[Stored data entries]

----------

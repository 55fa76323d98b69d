//! Read-only operations. Queries take read locks per lot and never touch
//! the WAL.

use std::collections::HashMap;

use ulid::Ulid;

use crate::model::*;

use super::{Engine, EngineError, SharedLotState, availability};

fn lot_stats(lot: &LotState, now: Ms) -> LotStats {
    LotStats {
        id: lot.id,
        profile: lot.profile.clone(),
        total_spots: lot.spots.len(),
        occupied_spots: lot
            .spots
            .iter()
            .filter(|s| s.status == SpotStatus::Occupied)
            .count(),
        active_bookings: lot.bookings.iter().filter(|b| b.span.end > now).count(),
    }
}

impl Engine {
    /// Snapshot of every lot's shared handle. Taken up-front so no DashMap
    /// ref is held across an await.
    fn lot_handles(&self) -> Vec<SharedLotState> {
        self.lots.iter().map(|e| e.value().clone()).collect()
    }

    /// Distinct cities that have at least one lot, sorted.
    pub async fn cities(&self) -> Vec<String> {
        let mut cities = Vec::new();
        for lot_arc in self.lot_handles() {
            let lot = lot_arc.read().await;
            if !cities.contains(&lot.profile.city) {
                cities.push(lot.profile.city.clone());
            }
        }
        cities.sort();
        cities
    }

    /// Lots whose city contains `query` (case-insensitive) or whose pincode
    /// starts with it. An empty query matches everything.
    pub async fn search_lots(&self, query: &str, now: Ms) -> Vec<LotStats> {
        let needle = query.trim().to_lowercase();
        let mut out = Vec::new();
        for lot_arc in self.lot_handles() {
            let lot = lot_arc.read().await;
            let matches = needle.is_empty()
                || lot.profile.city.to_lowercase().contains(&needle)
                || lot.profile.pincode.starts_with(&needle);
            if matches {
                out.push(lot_stats(&lot, now));
            }
        }
        out.sort_by(|a, b| a.profile.name.cmp(&b.profile.name));
        out
    }

    /// Per-spot availability of one lot for a prospective interval.
    pub async fn compute_availability(
        &self,
        lot_id: Ulid,
        span: Span,
        now: Ms,
    ) -> Result<AvailabilityReport, EngineError> {
        availability::validate_booking_interval(&span, now)?;
        let lot_arc = self.get_lot(&lot_id).ok_or(EngineError::NotFound(lot_id))?;
        let lot = lot_arc.read().await;
        Ok(availability::find_availability(&lot, &span))
    }

    pub async fn spot_details(&self, spot_id: Ulid, now: Ms) -> Result<SpotDetails, EngineError> {
        let lot_id = self
            .lot_for_spot(&spot_id)
            .ok_or(EngineError::NotFound(spot_id))?;
        let lot_arc = self.get_lot(&lot_id).ok_or(EngineError::NotFound(lot_id))?;
        let lot = lot_arc.read().await;
        let spot = lot.spot(spot_id).ok_or(EngineError::NotFound(spot_id))?;

        let mut current = None;
        let mut future = Vec::new();
        for booking in &lot.bookings {
            if booking.spot_id != spot_id {
                continue;
            }
            if booking.span.contains_instant(now) {
                current = Some(booking.clone());
            } else if booking.span.start > now {
                future.push(booking.clone());
            }
        }

        let has_bookings = lot.bookings.iter().any(|b| b.spot_id == spot_id);
        Ok(SpotDetails {
            spot_id,
            status: spot.status,
            current,
            future,
            deletable: spot.status == SpotStatus::Available && !has_bookings,
        })
    }

    /// The lot's stats plus one summary row per spot.
    pub async fn lot_spots(
        &self,
        lot_id: Ulid,
        now: Ms,
    ) -> Result<(LotStats, Vec<SpotSummary>), EngineError> {
        let lot_arc = self.get_lot(&lot_id).ok_or(EngineError::NotFound(lot_id))?;
        let lot = lot_arc.read().await;

        let spots = lot
            .spots
            .iter()
            .map(|spot| SpotSummary {
                id: spot.id,
                status: spot.status,
                future_booked: spot.status == SpotStatus::Available
                    && lot
                        .bookings
                        .iter()
                        .any(|b| b.spot_id == spot.id && b.span.end > now),
            })
            .collect();

        Ok((lot_stats(&lot, now), spots))
    }

    /// All live bookings of one user, across lots, start time ascending.
    pub async fn user_bookings(&self, user_id: Ulid) -> Vec<BookingView> {
        let mut out = Vec::new();
        for lot_arc in self.lot_handles() {
            let lot = lot_arc.read().await;
            for booking in lot.bookings.iter().filter(|b| b.user_id == user_id) {
                out.push(BookingView {
                    lot_id: lot.id,
                    lot_name: lot.profile.name.clone(),
                    booking: booking.clone(),
                });
            }
        }
        out.sort_by_key(|v| v.booking.span.start);
        out
    }

    /// A user's archived bookings, most recent first, capped at `limit`.
    pub fn user_history(&self, user_id: Ulid, limit: usize) -> Vec<HistoryRecord> {
        let mut records = self
            .history
            .get(&user_id)
            .map(|r| r.clone())
            .unwrap_or_default();
        records.sort_by(|a, b| b.span.start.cmp(&a.span.start));
        records.truncate(limit);
        records
    }

    /// The user's most-visited lots (by archived bookings), top five.
    pub fn user_summary(&self, user_id: Ulid) -> Vec<LotUsage> {
        let mut visits: HashMap<String, usize> = HashMap::new();
        if let Some(records) = self.history.get(&user_id) {
            for record in records.iter() {
                *visits.entry(record.lot_name.clone()).or_default() += 1;
            }
        }
        rank_usage(visits, 5)
    }

    pub async fn platform_totals(&self) -> PlatformTotals {
        let mut bookings = 0;
        for lot_arc in self.lot_handles() {
            bookings += lot_arc.read().await.bookings.len();
        }
        PlatformTotals {
            users: self.users.len(),
            lots: self.lots.len(),
            bookings,
            history: self.history.iter().map(|e| e.value().len()).sum(),
        }
    }

    /// Platform-wide most-visited lots, from archived bookings.
    pub fn top_lots(&self, limit: usize) -> Vec<LotUsage> {
        let mut visits: HashMap<String, usize> = HashMap::new();
        for entry in self.history.iter() {
            for record in entry.value() {
                *visits.entry(record.lot_name.clone()).or_default() += 1;
            }
        }
        rank_usage(visits, limit)
    }

    pub fn list_users(&self) -> Vec<UserInfo> {
        let mut users: Vec<UserInfo> = self
            .users
            .iter()
            .map(|e| UserInfo::from(e.value()))
            .collect();
        users.sort_by_key(|u| u.id);
        users
    }

    /// Full user record (including the password hash) for credential checks.
    pub fn user_by_email(&self, email: &str) -> Option<User> {
        let email = email.trim().to_ascii_lowercase();
        let id = *self.email_index.get(&email)?;
        self.get_user(&id)
    }
}

fn rank_usage(visits: HashMap<String, usize>, limit: usize) -> Vec<LotUsage> {
    let mut usage: Vec<LotUsage> = visits
        .into_iter()
        .map(|(lot_name, visits)| LotUsage { lot_name, visits })
        .collect();
    usage.sort_by(|a, b| b.visits.cmp(&a.visits).then(a.lot_name.cmp(&b.lot_name)));
    usage.truncate(limit);
    usage
}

----------

**WHAT YOU WILL DO:**
Look through the records and gather each line with the word "clone".

**EXPECTED ANSWER:**
        profile: lot.profile.clone(),
        self.lots.iter().map(|e| e.value().clone()).collect()
                cities.push(lot.profile.city.clone());
                current = Some(booking.clone());
                future.push(booking.clone());
                    lot_name: lot.profile.name.clone(),
                    booking: booking.clone(),
            .map(|r| r.clone())
                *visits.entry(record.lot_name.clone()).or_default() += 1;
                *visits.entry(record.lot_name.clone()).or_default() += 1;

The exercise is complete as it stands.